NOVA FMS platform combines two complementary approaches to analyze high volume of telecom data that either is streamed in near-real time or that has accumulated over time. It offers rule-based detection of known patterns, anomalies and attacks. On the other hand, it runs advanced machine learning to learn normal user and entity behavior and detect changes and anomalies in each user’s account and call usage. It assigns scores to users based on their risks, and alerts fraud specialists of potential threats and anomalies. NOVA FMS, additionally, provides operational monitoring and data analysis framework with rich visualizations.
The goal of NOVA FMS platform is to provide an Intelligent, Agile and Economic solution that can perform security analysis on massive data volume with machine-learning techniques in real-time to detect frauds and threats. NOVA FMS platform is intelligent because it uses machine learning, user profiling, behavior analysis, threat modeling and combines them to obtain better results. NOVA FMS platform is agile because it can be deployed quickly with out-of-the-box collectors and connectors and machine learning-based threat models. NOVA FMS platform is affordable because it is established with an acceptable cost for both licensing and maintenance with open source big data platforms.
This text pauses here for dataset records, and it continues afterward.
//! Entry confirmations evaluated on the snapshot at t.

use serde::{Deserialize, Serialize};

use crate::indicators::IndicatorSnapshot;

/// RSI level at or above which momentum counts as strong.
pub const RSI_STRONG_LEVEL: f64 = 50.0;

/// Boolean confirmations. Any one of them authorizes a signal.
#[derive(Debug, Clone, Copy, Default, PartialEq, Eq, Serialize, Deserialize)]
pub struct TriggerFlags {
    /// close_t > high_{t-1}
    pub break_yesterday_high: bool,
    /// close_t > EMA_short and volume ratio above the threshold
    pub ema_volume_cross: bool,
    /// RSI_t >= 50
    pub rsi_strong: bool,
}

impl TriggerFlags {
    /// Every comparison against NaN is false, so missing history never fires.
    pub fn evaluate(snapshot: &IndicatorSnapshot, volume_threshold: f64) -> Self {
        Self {
            break_yesterday_high: snapshot.close > snapshot.prev_high,
            ema_volume_cross: snapshot.close > snapshot.ema_short
                && snapshot.volume_ratio > volume_threshold,
            rsi_strong: snapshot.rsi >= RSI_STRONG_LEVEL,
        }
    }

    pub fn any(&self) -> bool {
        self.break_yesterday_high || self.ema_volume_cross || self.rsi_strong
    }

    /// Names of the flags that fired, in declaration order.
    pub fn fired(&self) -> Vec<&'static str> {
        [
            ("break_yesterday_high", self.break_yesterday_high),
            ("ema_volume_cross", self.ema_volume_cross),
            ("rsi_strong", self.rsi_strong),
        ]
        .into_iter()
        .filter_map(|(name, on)| on.then_some(name))
        .collect()
    }
}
The traditional CIA (Confidentiality, Integrity, and Availability) model of cyber security is insufficient to prevent fraud as a threat. In the fast detection of credit card fraud in the financial sector or toll fraud in the telecom sector, streaming data is an important part of the solution. NOVA FMS has a distributed, scalable and stream-based architecture. The process of reaching more meaningful knowledge through the enrichment of streaming raw data continues with understanding, searching and interrogation. Then, actionable intelligence is obtained with a scored and labeled alert through profiling, machine learning algorithms, threat models and analytic rule engine.
ARE enables to create and manage rules in NOVA FMS. There is a Rule Build Wizard which is designed to specify the rules in detail field by field. Several types of rules are supported and each type has its own properties. Rules can be created, modified or deleted via this editor.
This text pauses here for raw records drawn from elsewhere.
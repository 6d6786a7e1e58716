//! End-to-end runner tests: CSV files on disk → scan/replay → export.

use std::path::Path;

use chrono::NaiveDate;
use nshape_core::{CooldownStore, MemoryCooldownStore, ScanParameters};
use nshape_runner::{
    export_signals_csv, export_signals_json, load_universe_dir, write_report, ScanConfig,
    Scanner, Universe,
};
use proptest::prelude::*;

// ── Fixtures ─────────────────────────────────────────────────────────

/// Flat at 100, slide to 80, rally to 120, pull back to 100, then rise.
/// C is confirmed on bar 204.
fn n_shape_closes(extra: usize) -> Vec<f64> {
    let mut closes = vec![100.0; 150];
    closes.extend((1..=20).map(|k| 100.0 - k as f64));
    closes.extend((1..=20).map(|k| 80.0 + 2.0 * k as f64));
    closes.extend((1..=10).map(|k| 120.0 - 2.0 * k as f64));
    closes.extend((1..=5 + extra).map(|k| 100.0 + 2.0 * k as f64));
    closes
}

fn date(i: usize) -> NaiveDate {
    NaiveDate::from_ymd_opt(2023, 1, 2).unwrap() + chrono::Duration::days(i as i64)
}

fn write_csv(dir: &Path, stock_id: &str, closes: &[f64]) {
    let mut body = String::from("date,open,high,low,close,volume\n");
    for (i, c) in closes.iter().enumerate() {
        body.push_str(&format!(
            "{},{},{},{},{},1000\n",
            date(i),
            c,
            c * 1.005,
            c * 0.995,
            c
        ));
    }
    std::fs::write(dir.join(format!("{stock_id}.csv")), body).unwrap();
}

fn universe_dir(extra: usize) -> tempfile::TempDir {
    let dir = tempfile::tempdir().unwrap();
    write_csv(dir.path(), "600000", &n_shape_closes(extra));
    write_csv(dir.path(), "600001", &n_shape_closes(extra));
    write_csv(dir.path(), "FLAT", &vec![50.0; 230]);
    std::fs::write(dir.path().join("BROKEN.csv"), "date,open\n2023-01-02,1\n").unwrap();
    dir
}

// ── Scan ─────────────────────────────────────────────────────────────

#[test]
fn scan_date_finds_both_n_shapes() {
    let dir = universe_dir(0);
    let universe = load_universe_dir(dir.path()).unwrap();
    assert_eq!(universe.len(), 3);
    assert_eq!(universe.skipped.len(), 1);

    let scanner = Scanner::new(&ScanConfig::default()).unwrap();
    let store = MemoryCooldownStore::new();
    let report = scanner.scan_date(&universe, date(204), &store);

    assert_eq!(report.evaluations, 3);
    assert_eq!(report.signal_count(), 2);
    assert_eq!(report.outcome("emitted"), 2);
    assert_eq!(report.outcome("no_pattern"), 1);
    let ids: Vec<&str> = report.signals.iter().map(|s| s.stock_id()).collect();
    assert_eq!(ids, vec!["600000", "600001"]);
    assert_eq!(store.last_signal_date("600000"), Some(date(204)));
    assert_eq!(
        report.params_hash,
        ScanParameters::default().params_hash().to_string()
    );
}

#[test]
fn min_score_filters_output() {
    let dir = universe_dir(0);
    let universe = load_universe_dir(dir.path()).unwrap();
    let config = ScanConfig {
        min_score: Some(100),
        ..ScanConfig::default()
    };
    let scanner = Scanner::new(&config).unwrap();
    let report = scanner.scan_date(&universe, date(204), &MemoryCooldownStore::new());

    assert!(report.signals.is_empty());
    assert_eq!(report.outcome("below_min_score"), 2);
}

// ── Replay ───────────────────────────────────────────────────────────

#[test]
fn replay_respects_cooldown() {
    let dir = universe_dir(25);
    let universe = load_universe_dir(dir.path()).unwrap();
    let scanner = Scanner::new(&ScanConfig::default()).unwrap();

    let report = scanner
        .replay(&universe, date(150), date(229), &MemoryCooldownStore::new())
        .unwrap();

    // Bars 204..=229 all qualify; with a 20-day cooldown only 204 and 224 emit.
    let per_stock: Vec<NaiveDate> = report
        .signals
        .iter()
        .filter(|s| s.stock_id() == "600000")
        .map(|s| s.signal_date())
        .collect();
    assert_eq!(per_stock, vec![date(204), date(224)]);
    assert_eq!(report.signal_count(), 4);
    assert_eq!(report.outcome("cooling_down"), 2 * 24);

    // sorted by (date, stock)
    let keys: Vec<(NaiveDate, &str)> = report
        .signals
        .iter()
        .map(|s| (s.signal_date(), s.stock_id()))
        .collect();
    let mut sorted = keys.clone();
    sorted.sort();
    assert_eq!(keys, sorted);
}

#[test]
fn parallel_and_sequential_reports_match() {
    let dir = universe_dir(25);
    let universe = load_universe_dir(dir.path()).unwrap();

    let run = |threads| {
        let config = ScanConfig {
            threads: Some(threads),
            ..ScanConfig::default()
        };
        let scanner = Scanner::new(&config).unwrap();
        let report = scanner
            .replay(&universe, date(150), date(229), &MemoryCooldownStore::new())
            .unwrap();
        export_signals_json(&report).unwrap()
    };

    assert_eq!(run(1), run(4));
}

// ── Export ───────────────────────────────────────────────────────────

#[test]
fn csv_export_has_one_row_per_signal() {
    let dir = universe_dir(0);
    let universe = load_universe_dir(dir.path()).unwrap();
    let scanner = Scanner::new(&ScanConfig::default()).unwrap();
    let report = scanner.scan_date(&universe, date(204), &MemoryCooldownStore::new());

    let csv = export_signals_csv(&report.signals).unwrap();
    let lines: Vec<&str> = csv.lines().collect();
    assert_eq!(lines.len(), 3);
    assert!(lines[0].starts_with("stock_id,signal_date,score,"));
    assert!(lines[0].contains(",retr_pct,ab_is_exception,bc_is_exception,bars_since_c,"));
    assert!(lines[1].starts_with("600000,2023-07-25,"));
    assert!(lines[1].contains(",true,"));
}

#[test]
fn write_report_picks_format_from_extension() {
    let dir = universe_dir(0);
    let universe = load_universe_dir(dir.path()).unwrap();
    let scanner = Scanner::new(&ScanConfig::default()).unwrap();
    let report = scanner.scan_date(&universe, date(204), &MemoryCooldownStore::new());

    let out = tempfile::tempdir().unwrap();
    let json_path = out.path().join("nested/report.json");
    let csv_path = out.path().join("signals.csv");
    write_report(&report, &json_path).unwrap();
    write_report(&report, &csv_path).unwrap();

    let json: serde_json::Value =
        serde_json::from_str(&std::fs::read_to_string(&json_path).unwrap()).unwrap();
    assert_eq!(json["signals"].as_array().unwrap().len(), 2);
    assert_eq!(json["outcomes"]["emitted"], 2);
    assert_eq!(json["signals"][0]["stock_id"], "600000");
    assert_eq!(json["signals"][0]["pattern"]["ab_is_exception"], false);
    assert_eq!(json["signals"][0]["pattern"]["bc_is_exception"], false);

    let csv = std::fs::read_to_string(&csv_path).unwrap();
    assert_eq!(csv.lines().count(), 3);
}

// ── Properties ───────────────────────────────────────────────────────

fn arb_closes() -> impl Strategy<Value = Vec<f64>> {
    prop::collection::vec(-0.06..0.06_f64, 60..160).prop_map(|rets| {
        let mut c = 20.0;
        rets.into_iter()
            .map(|r| {
                c = (c * (1.0 + r)).max(1.0);
                c
            })
            .collect()
    })
}

proptest! {
    #![proptest_config(ProptestConfig::with_cases(12))]

    /// Worker count never changes what a replay reports.
    #[test]
    fn replay_is_schedule_independent(a in arb_closes(), b in arb_closes(), c in arb_closes()) {
        let mut universe = Universe::default();
        for (id, closes) in [("A", a), ("B", b), ("C", c)] {
            let bars = closes
                .iter()
                .enumerate()
                .map(|(i, &close)| nshape_core::Bar {
                    date: date(i),
                    open: close,
                    high: close * 1.01,
                    low: close * 0.99,
                    close,
                    volume: 500 + (i as u64 * 31) % 700,
                })
                .collect();
            universe.insert(id, bars);
        }

        let run = |threads| {
            let scanner = Scanner::new(&ScanConfig {
                threads: Some(threads),
                ..ScanConfig::default()
            })
            .unwrap();
            let report = scanner
                .replay(&universe, date(0), date(200), &MemoryCooldownStore::new())
                .unwrap();
            export_signals_json(&report).unwrap()
        };
        prop_assert_eq!(run(1), run(3));
    }
}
After the rules are created, they are executed by enrichment and transformation processes with a special scripting language. We can adapt to new threats more quickly with this approach beyond the static rules. Also, there are 2 modes of the rule engine: streaming mode and batch mode.
NOVA FMS presents out-of-the-box collectors and connectors and also allows collaborations with other NOVA products as a solution. While NOVA V-GATE, VoIP Application Firewall, is used as both collector and prevention tool for VoIP environments, NOVA W-GATE, Web Application Firewall, is used as both collector and prevention tool for Web environments.
One of the essential functions of big data security analytics is reporting, presenting information and support for analysis readily and rapidly.
NOVA FMS provides pre-defined and customizable dashboards and historical reports, efficient access to historical data, and investigation tools such as drill downs, ad-hoc search and query of all data for forensic analysis.
Anomaly detection is to detect unusual patterns that do not fit the expected behavior. NOVA FMS correlates and applies security analytics and machine learning algorithms on the pre-processed data in order to detect complex anomalies, attacks and threats in near-real time with minimal false-positives.
NOVA FMS offers scored and labeled alerts to decrease false positives and to speed up the investigation.
Due to various frauds, there is a loss of 38.1 billion dollars in the telecommunication sector. It is a challenginge task to be alerted in a timely manner while processing huge volume of call records. NOVA FMS mainly focuses on the detection of international revenue share frauds (IRFS, $10.8 billion), premium rate service fraud ($3.8 billion) and traffic fraud (interconnect bypass - $6.0 billion) in real time.
NOVA FMS is also instrumental in helping teams increase their productivity, providing the detailed statistical analysis of VoIP and Web applications, presenting real-time and historic key performance metrics and making these stats easily visible.